Petitioner claims his conviction is the result of an unlawful search and seizure. A federal court may not grant habeas relief based on a Fourth Amendment violation where the state has provided an opportunity for full and fair litigation of the issue. Stone v. Powell, 428 U.S. 465, 493-95 (1976). This rule applies to both unlawful arrest claims and illegal search and seizure claims. Hughes v. Dretke, 412 F.3d 582, 596 (5th Cir. 2005). The Fifth Circuit has held that "an opportunity for full and fair litigation" means just that - an opportunity. Caver v. Alabama, 577 F.2d 1188, 1192 (5th Cir. 1978). "If a state provides the processes whereby a defendant can obtain full and fair litigation of a fourth amendment claim, Stone v. Powell bars federal habeas corpus consideration of that claim whether or not the defendant employs those processes." Id.; see also Janecka v. Cockrell, 301 F.3d 316, 320 (5th Cir. 2002). A habeas petitioner must plead and prove that the state court proceeding was inadequate in order to obtain post-conviction relief in federal court. Davis v. Blackburn, 803 F.2d 1371, 1372 (5th Cir. 1986).

Petitioner has failed to show that the state court proceedings were inadequate to obtain a full and fair litigation of his Fourth Amendment claims. This claim is therefore without merit and should be denied.

4. State Habeas Claims

Petitioner claims the state habeas judge was biased against him. Federal habeas corpus relief, however, is limited to violations of the Constitution or federal laws. Malchi v. Thaler, 211 F.3d 953, 957 (5th Cir. 2000). Petitioner's claims regarding the state habeas process do not state a claim for federal habeas relief. See Rudd v. Johnson, 256 F.3d 317, 319-20 (5th Cir. 2001) ("infirmities in the state habeas process do not constitute grounds for relief in federal court"). Petitioner's claim should be denied.

5. Summary

Petitioner is lawfully restrained because he has failed to prove that he has been denied a constitutionally protected interest. Accordingly, the state courts' determination to deny relief is not contrary to or does not involve an unreasonable application of clearly established federal law and is not based on an unreasonable determination of the facts in light of the evidence presented in the state court proceedings. III. Recommendation

This Court recommends that the petition for writ of habeas corpus pursuant to 28 U.S.C. § 2254 be DENIED.

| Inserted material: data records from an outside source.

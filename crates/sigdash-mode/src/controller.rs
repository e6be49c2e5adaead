//! LIVE/TEST mode state machine.
//!
//! The confirmed mode changes only through `reconcile`, which is driven by
//! server responses (bootstrap, poll, toggle response). A toggle is a
//! request: `begin_toggle` only records an optimistic target for display,
//! and `fail_toggle` drops it again so the display falls back to the last
//! confirmed mode.

use chrono::{DateTime, NaiveDateTime, TimeZone, Utc};
use serde::Serialize;
use sigdash_core::{DynClock, TradingMode};
use tracing::{debug, info, warn};

use crate::error::{ModeError, ModeResult};

/// Server formats seen for `lastUpdate` besides RFC 3339.
const SERVER_TIME_FORMATS: [&str; 2] = ["%Y-%m-%d %H:%M:%S", "%Y-%m-%dT%H:%M:%S"];

/// Display format for locally stamped updates.
const DISPLAY_FORMAT: &str = "%Y-%m-%d %H:%M:%S";

/// Last server-confirmed mode.
#[derive(Debug, Clone, PartialEq, Eq, Serialize)]
pub struct ModeState {
    pub mode: TradingMode,
    /// Server-provided update time when parseable, local clock otherwise.
    pub last_update: DateTime<Utc>,
    /// Raw `lastUpdate` text from the server, if any.
    pub server_update: Option<String>,
}

#[derive(Debug, Clone, Copy, PartialEq, Eq)]
struct PendingToggle {
    target: TradingMode,
    requested_at: DateTime<Utc>,
}

/// Result of `reconcile`.
#[derive(Debug, Clone, Copy, PartialEq, Eq)]
pub enum ReconcileOutcome {
    /// Mode changed (or was confirmed for the first time).
    Changed {
        from: Option<TradingMode>,
        to: TradingMode,
    },
    /// Same mode; only `last_update` was refreshed.
    Refreshed,
}

/// Read-only view for rendering.
#[derive(Debug, Clone, PartialEq, Eq, Default, Serialize)]
pub struct ModeView {
    /// Last server-confirmed mode.
    pub confirmed: Option<TradingMode>,
    /// Mode to show: the optimistic target while a toggle is pending.
    pub displayed: Option<TradingMode>,
    pub toggle_pending: bool,
    pub last_update: Option<String>,
}

impl ModeView {
    /// Label for the toggle button / header.
    pub fn label(&self) -> &'static str {
        self.displayed.map(|m| m.label()).unwrap_or("UNKNOWN")
    }
}

/// Owner of the session's single `ModeState`.
pub struct ModeController {
    confirmed: Option<ModeState>,
    pending: Option<PendingToggle>,
    clock: DynClock,
}

impl ModeController {
    /// Create a controller with no confirmed mode yet.
    pub fn new(clock: DynClock) -> Self {
        Self {
            confirmed: None,
            pending: None,
            clock,
        }
    }

    /// Apply a server-reported mode.
    ///
    /// Always sets the confirmed mode and refreshes `last_update`, using
    /// `server_update` when it parses and the local clock otherwise.
    /// Reconciling with the current mode is a no-op beyond that refresh.
    pub fn reconcile(
        &mut self,
        server_mode: TradingMode,
        server_update: Option<&str>,
    ) -> ReconcileOutcome {
        let last_update = server_update
            .and_then(parse_server_time)
            .unwrap_or_else(|| self.clock.now());
        let previous = self.confirmed.as_ref().map(|s| s.mode);

        self.confirmed = Some(ModeState {
            mode: server_mode,
            last_update,
            server_update: server_update
                .map(str::trim)
                .filter(|s| !s.is_empty())
                .map(str::to_string),
        });

        if previous == Some(server_mode) {
            debug!(mode = %server_mode, "Mode reconciled (unchanged)");
            ReconcileOutcome::Refreshed
        } else {
            info!(from = ?previous, to = %server_mode, "Mode reconciled");
            ReconcileOutcome::Changed {
                from: previous,
                to: server_mode,
            }
        }
    }

    /// Start a toggle request.
    ///
    /// Returns the target mode the caller must ask the server for. The
    /// confirmed mode is untouched; only the displayed mode flips.
    pub fn begin_toggle(&mut self) -> ModeResult<TradingMode> {
        if let Some(pending) = self.pending {
            return Err(ModeError::ToggleInFlight(pending.target));
        }
        let current = self
            .confirmed
            .as_ref()
            .map(|s| s.mode)
            .ok_or(ModeError::Unconfirmed)?;

        let target = current.toggled();
        self.pending = Some(PendingToggle {
            target,
            requested_at: self.clock.now(),
        });
        info!(from = %current, to = %target, "Mode toggle requested");
        Ok(target)
    }

    /// Finish a toggle with the server's answer.
    pub fn complete_toggle(&mut self, server_mode: TradingMode) -> ReconcileOutcome {
        if let Some(pending) = self.pending.take() {
            let elapsed_ms = (self.clock.now() - pending.requested_at).num_milliseconds();
            if pending.target != server_mode {
                warn!(
                    requested = %pending.target,
                    server = %server_mode,
                    elapsed_ms,
                    "Server answered toggle with unexpected mode"
                );
            } else {
                debug!(mode = %server_mode, elapsed_ms, "Toggle confirmed");
            }
        }
        self.reconcile(server_mode, None)
    }

    /// Abandon the pending toggle after a failed request.
    ///
    /// Returns the confirmed mode the display reverts to.
    pub fn fail_toggle(&mut self) -> Option<TradingMode> {
        if let Some(pending) = self.pending.take() {
            warn!(requested = %pending.target, "Toggle failed, reverting display");
        }
        self.current()
    }

    /// Last server-confirmed mode.
    pub fn current(&self) -> Option<TradingMode> {
        self.confirmed.as_ref().map(|s| s.mode)
    }

    /// Mode to display (optimistic target while a toggle is pending).
    pub fn displayed(&self) -> Option<TradingMode> {
        self.pending.map(|p| p.target).or_else(|| self.current())
    }

    pub fn is_toggle_pending(&self) -> bool {
        self.pending.is_some()
    }

    pub fn state(&self) -> Option<&ModeState> {
        self.confirmed.as_ref()
    }

    pub fn last_update(&self) -> Option<DateTime<Utc>> {
        self.confirmed.as_ref().map(|s| s.last_update)
    }

    /// `last_update` formatted for display.
    ///
    /// Shows the server's own text when it sent one.
    pub fn last_update_display(&self) -> Option<String> {
        self.confirmed.as_ref().map(|s| match &s.server_update {
            Some(raw) => raw.clone(),
            None => s.last_update.format(DISPLAY_FORMAT).to_string(),
        })
    }

    pub fn view(&self) -> ModeView {
        ModeView {
            confirmed: self.current(),
            displayed: self.displayed(),
            toggle_pending: self.is_toggle_pending(),
            last_update: self.last_update_display(),
        }
    }
}

impl std::fmt::Debug for ModeController {
    fn fmt(&self, f: &mut std::fmt::Formatter<'_>) -> std::fmt::Result {
        f.debug_struct("ModeController")
            .field("confirmed", &self.confirmed)
            .field("pending", &self.pending)
            .finish()
    }
}

fn parse_server_time(raw: &str) -> Option<DateTime<Utc>> {
    let raw = raw.trim();
    if let Ok(dt) = DateTime::parse_from_rfc3339(raw) {
        return Some(dt.with_timezone(&Utc));
    }
    SERVER_TIME_FORMATS
        .iter()
        .find_map(|fmt| NaiveDateTime::parse_from_str(raw, fmt).ok())
        .map(|naive| Utc.from_utc_datetime(&naive))
}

Signed this 3 day of August, 2015.

/s/_________

PAUL D. STICKNEY

UNITED STATES MAGISTRATE JUDGE

INSTRUCTIONS FOR SERVICE AND

NOTICE OF RIGHT TO OBJECT

A copy of this report and recommendation shall be served on all parties in the manner provided by law. Any party who objects to any part of this report and recommendation must file specific written objections within 14 days after being served with a copy. See 28 U.S.C. § 636(b)(1); FED. R. CIV. P. 72(b). In order to be specific, an objection must identify the specific finding or recommendation to which objection is made, state the basis for the objection, and specify the place in the magistrate judge's report and recommendation where the disputed determination is found. An objection that merely incorporates by reference or refers to the briefing before the magistrate judge is not specific. Failure to file specific written objections will bar the aggrieved party from appealing the factual findings and legal conclusions of the magistrate judge that are accepted or adopted by the district court, except upon grounds of plain error. See Douglass v. United Services Automobile Ass'n, 79 F.3d 1415, 1417 (5th Cir. 1996).


Summaries of

Lindsey v. Stephens

UNITED STATES DISTRICT COURT FOR THE NORTHERN DISTRICT OF TEXAS DALLAS DIVISION
Aug 3, 2015
No. 3:14-CV-2400-B (N.D. Tex. Aug. 3, 2015)
Case details for

Lindsey v. Stephens

Case Details

Full title:CURTIS WADE LINDSEY, 1754070, Petitioner, v. WILLIAM STEPHENS, Director…

Court:UNITED STATES DISTRICT COURT FOR THE NORTHERN DISTRICT OF TEXAS DALLAS DIVISION

Date published: Aug 3, 2015

Citations

No. 3:14-CV-2400-B (N.D. Tex. Aug. 3, 2015)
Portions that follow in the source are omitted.